# What the task requires
Which lines of the records contain the word "campaign"? Show each of them.

# Task data
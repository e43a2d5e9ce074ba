//! AI-assisted marketing emails: product offers and newsletters.
//!
//! The AI copy is decoration. When the model is unavailable the email is
//! still composed from the request data alone.

use askama::Template;
use chrono::NaiveDate;
use rust_decimal::Decimal;
use serde::{Deserialize, Serialize};
use thiserror::Error;

use crate::settings::{EnvSource, SettingsSource};

use super::content::AiService;

const NEWSLETTER_CARD_LIMIT: usize = 6;

#[derive(Debug, Error)]
pub enum ComposeError {
    #[error("Missing type")]
    MissingType,

    #[error("Missing product data")]
    MissingProduct,

    #[error("Unsupported type")]
    Unsupported(String),

    #[error("Invalid offer: price and discount are out of range")]
    InvalidOffer,

    #[error("Template error: {0}")]
    Template(#[from] askama::Error),
}

/// Body of an email composition request.
#[derive(Debug, Clone, Default, Deserialize)]
pub struct ComposeRequest {
    #[serde(rename = "type", default)]
    pub kind: Option<String>,
    #[serde(default)]
    pub data: ComposeData,
}

#[derive(Debug, Clone, Default, Deserialize)]
#[serde(rename_all = "camelCase")]
pub struct ComposeData {
    #[serde(default)]
    pub product_data: Option<ProductData>,
    #[serde(default)]
    pub offer_details: OfferDetails,
    #[serde(default)]
    pub theme: Option<String>,
    #[serde(default)]
    pub products: Vec<ProductData>,
}

#[derive(Debug, Clone, Default, Deserialize)]
pub struct ProductData {
    #[serde(default)]
    pub id: Option<String>,
    #[serde(default)]
    pub name: Option<String>,
    #[serde(default)]
    pub price: Option<Decimal>,
    #[serde(default)]
    pub description: Option<String>,
}

#[derive(Debug, Clone, Default, Deserialize)]
#[serde(rename_all = "camelCase")]
pub struct OfferDetails {
    /// Percent off; zero means no discount.
    #[serde(default)]
    pub discount: Option<Decimal>,
    #[serde(default)]
    pub expiry: Option<String>,
    /// Hours the offer is valid.
    #[serde(default)]
    pub time_limit: Option<u32>,
    #[serde(default)]
    pub quantity: Option<u32>,
}

/// Subject and HTML body, ready for [`crate::services::email::EmailOptions`].
#[derive(Debug, Clone, PartialEq, Eq, Serialize)]
pub struct ComposedEmail {
    pub subject: String,
    pub content: String,
}

/// Shop name for the footer and the link target for call-to-action buttons.
#[derive(Debug, Clone)]
pub struct EmailBranding {
    pub site_name: String,
    pub store_url: String,
}

/// A validated request.
#[derive(Debug, Clone)]
pub enum EmailDraft {
    ProductOffer {
        product: ProductData,
        name: String,
        offer: OfferDetails,
    },
    Newsletter {
        theme: Option<String>,
        products: Vec<ProductData>,
    },
}

impl TryFrom<ComposeRequest> for EmailDraft {
    type Error = ComposeError;

    fn try_from(request: ComposeRequest) -> Result<Self, Self::Error> {
        let kind = request
            .kind
            .filter(|k| !k.is_empty())
            .ok_or(ComposeError::MissingType)?;

        match kind.as_str() {
            "product_offer" => {
                let product = request
                    .data
                    .product_data
                    .ok_or(ComposeError::MissingProduct)?;
                let name = product
                    .name
                    .clone()
                    .filter(|n| !n.trim().is_empty())
                    .ok_or(ComposeError::MissingProduct)?;
                Ok(Self::ProductOffer {
                    product,
                    name,
                    offer: request.data.offer_details,
                })
            }
            "newsletter" => Ok(Self::Newsletter {
                theme: request.data.theme,
                products: request.data.products,
            }),
            other => Err(ComposeError::Unsupported(other.to_string())),
        }
    }
}

struct PriceLine {
    current: String,
    original: Option<String>,
}

#[derive(Template)]
#[template(path = "email/ai_product_offer.html")]
struct ProductOfferHtml<'a> {
    site_name: &'a str,
    store_url: &'a str,
    subject: &'a str,
    description: Option<&'a str>,
    price: Option<PriceLine>,
    paragraphs: Vec<Vec<String>>,
    quantity: Option<u32>,
    expiry: Option<&'a str>,
}

struct ProductCard {
    name: String,
    price: Option<String>,
}

#[derive(Template)]
#[template(path = "email/ai_newsletter.html")]
struct NewsletterHtml<'a> {
    site_name: &'a str,
    store_url: &'a str,
    theme_label: &'a str,
    paragraphs: Vec<Vec<String>>,
    cards: Vec<ProductCard>,
}

/// Split model output into paragraphs of lines. Blank-line runs separate
/// paragraphs; single newlines become line breaks.
fn paragraphs(text: &str) -> Vec<Vec<String>> {
    text.split("\n\n")
        .map(|p| p.trim_matches('\n'))
        .filter(|p| !p.is_empty())
        .map(|p| p.split('\n').map(str::to_string).collect())
        .collect()
}

fn money(value: Decimal) -> String {
    format!("{:.2}", value.round_dp(2))
}

/// `price * (100 - discount) / 100`, or `None` on overflow.
fn discounted(price: Decimal, discount: Decimal) -> Option<Decimal> {
    Decimal::ONE_HUNDRED
        .checked_sub(discount)
        .and_then(|rest| price.checked_mul(rest))
        .and_then(|total| total.checked_div(Decimal::ONE_HUNDRED))
}

fn non_zero(discount: Option<Decimal>) -> Option<Decimal> {
    discount.filter(|d| !d.is_zero())
}

fn offer_subject(name: &str, offer: &OfferDetails) -> String {
    let head = non_zero(offer.discount)
        .map_or_else(|| "Ofertë speciale".to_string(), |d| format!("Zbritje {}%", d.normalize()));
    let mut subject = format!("{head} për {name}");
    if let Some(hours) = offer.time_limit.filter(|h| *h > 0) {
        subject.push_str(&format!(" – Vetëm për {hours} orë!"));
    }
    subject
}

fn theme_label(theme: Option<&str>) -> &'static str {
    match theme {
        Some(t) if t.eq_ignore_ascii_case("seasonal") => "Koleksioni i Ri",
        Some(t) if t.eq_ignore_ascii_case("trending") => "Produktet Trending",
        _ => "Newsletter Javor",
    }
}

impl EmailDraft {
    /// Render with optional AI copy.
    ///
    /// # Errors
    ///
    /// Returns `ComposeError::InvalidOffer` if the discounted price
    /// overflows, or `ComposeError::Template` if rendering fails.
    pub fn render(
        &self,
        branding: &EmailBranding,
        ai_copy: Option<&str>,
        today: NaiveDate,
    ) -> Result<ComposedEmail, ComposeError> {
        let paragraphs = ai_copy.map(paragraphs).unwrap_or_default();

        match self {
            Self::ProductOffer {
                product,
                name,
                offer,
            } => {
                let subject = offer_subject(name, offer);
                let discount = non_zero(offer.discount);
                let price = product
                    .price
                    .map(|price| match discount {
                        Some(d) => discounted(price, d)
                            .map(|current| PriceLine {
                                current: money(current),
                                original: Some(money(price)),
                            })
                            .ok_or(ComposeError::InvalidOffer),
                        None => Ok(PriceLine {
                            current: money(price),
                            original: None,
                        }),
                    })
                    .transpose()?;

                let content = ProductOfferHtml {
                    site_name: &branding.site_name,
                    store_url: &branding.store_url,
                    subject: &subject,
                    description: product.description.as_deref().filter(|d| !d.is_empty()),
                    price,
                    paragraphs,
                    quantity: offer.quantity.filter(|q| *q > 0),
                    expiry: offer.expiry.as_deref().filter(|e| !e.is_empty()),
                }
                .render()?;

                Ok(ComposedEmail { subject, content })
            }
            Self::Newsletter { theme, products } => {
                let label = theme_label(theme.as_deref());
                let cards = products
                    .iter()
                    .take(NEWSLETTER_CARD_LIMIT)
                    .map(|p| ProductCard {
                        name: p
                            .name
                            .clone()
                            .filter(|n| !n.is_empty())
                            .unwrap_or_else(|| "Produkt".to_string()),
                        price: p.price.map(money),
                    })
                    .collect();

                let content = NewsletterHtml {
                    site_name: &branding.site_name,
                    store_url: &branding.store_url,
                    theme_label: label,
                    paragraphs,
                    cards,
                }
                .render()?;

                Ok(ComposedEmail {
                    subject: format!("{label} – {}", today.format("%-d.%-m.%Y")),
                    content,
                })
            }
        }
    }

    /// Arguments for the marketing prompt that decorates this draft.
    fn marketing_prompt(&self) -> (&str, &'static str, &'static str) {
        match self {
            Self::ProductOffer { name, .. } => (name, "Klientët e dyqanit online", "email_offer"),
            Self::Newsletter { .. } => ("Produkte të përzgjedhura", "Të gjithë abonentët", "newsletter"),
        }
    }
}

impl<S: SettingsSource, E: EnvSource> AiService<S, E> {
    /// Validate `request`, ask the model for copy, and render the email.
    ///
    /// # Errors
    ///
    /// Returns a `ComposeError` for an invalid request or a template
    /// failure. AI failures are not errors.
    pub async fn compose_email(
        &self,
        request: ComposeRequest,
        branding: &EmailBranding,
        today: NaiveDate,
    ) -> Result<ComposedEmail, ComposeError> {
        let draft = EmailDraft::try_from(request)?;

        let (product, audience, campaign) = draft.marketing_prompt();
        let ai_copy = self
            .generate_marketing_content(product, audience, campaign)
            .await
            .ok()
            .map(|c| c.content)
            .filter(|c| !c.trim().is_empty());

        draft.render(branding, ai_copy.as_deref(), today)
    }
}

# Written reply
        let (product, audience, campaign) = draft.marketing_prompt();
            .generate_marketing_content(product, audience, campaign)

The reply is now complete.